You're Carl Friedrich Gauss in the 18 century and your grade school teacher has decided to punish the class with a homework problem that requires a lot or mundane repeated arithmetic. In the previous week your teacher told you to add up the first 100 counting numbers and because you're clever you came up with a quick solution. Your teacher did not like this so he came up with a new problem which he thinks can't be optimized. In your own notation you rewrite the problem like this
a[0] = b[0];
for (int i = 1; i < size; i++) a[i] = a[i-1] + b[i];
then you realize that
a0 = b[0]
a1 = (b[0]) + b[1];
a2 = ((b[0]) + b[1]) + b[2]
a_n = b[0] + b[1] + b[2] + ... b[n]
using your notation again you rewrite the problem as
int sum = 0;
for (int i = 0; i < size; i++) sum += b[i], a[i] = sum;
How to optimize this? First you define
int sum(n0, n) {
int sum = 0;
for (int i = n0; i < n; i++) sum += b[i], a[i] = sum;
return sum;
}
Then you realize that
a_n+1 = sum(0, n) + sum(n, n+1)
a_n+2 = sum(0, n) + sum(n, n+2)
a_n+m = sum(0, n) + sum(n, n+m)
a_n+m+k = sum(0, n) + sum(n, n+m) + sum(n+m, n+m+k)

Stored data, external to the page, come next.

/// Fields of the most recent observation used for movement detection.
#[derive(Debug, Clone, Default, PartialEq)]
pub struct LastObservation {
    pub lowest_price: Option<f64>,
    pub num_listings: Option<usize>,
    pub all_prices: Vec<f64>,
}

/// In-memory monitor state, process lifetime only.
///
/// Derived from the history store at startup and updated once per cycle;
/// never persisted separately, since it is recoverable by re-scanning
/// history.
#[derive(Debug, Clone, Default)]
pub struct MonitorState {
    pub all_time_low: Option<f64>,
    pub last: Option<LastObservation>,
}
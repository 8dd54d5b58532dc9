mod history_record;
mod monitor_state;
mod price_summary;

pub use history_record::{format_price_list, parse_price_list, HistoryRecord};
pub use monitor_state::{LastObservation, MonitorState};
pub use price_summary::PriceSummary;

So now you know what to do. Find t
classmates. Have each one work on a subset of the numbers. To keep it simple you choose size
is 100 and four classmates t0, t1, t2, t3
then each one does
t0 t1 t2 t3
s0 = sum(0,25) s1 = sum(25,50) s2 = sum(50,75) s3 = sum(75,100)
at the same time. Then define
fix(int n0, int n, int offset) {
for(int i=n0; i<n; i++) a[i] += offset
}
and then each classmates goes back over their subset at the same time again like this
t0 t1 t2 t3
fix(0, 25, 0) fix(25, 50, s0) fix(50, 75, s0+s1) fix(75, 100, s0+s1+s2)
You realize that with t
classmate taking about the same K
seconds to do arithmetic that you can finish the job in 2*K*size/t
seconds whereas one person would take K*size
seconds. It's clear you're going to need at least two classmates just to break even. So with four classmates they should finish in half the time as one classmate.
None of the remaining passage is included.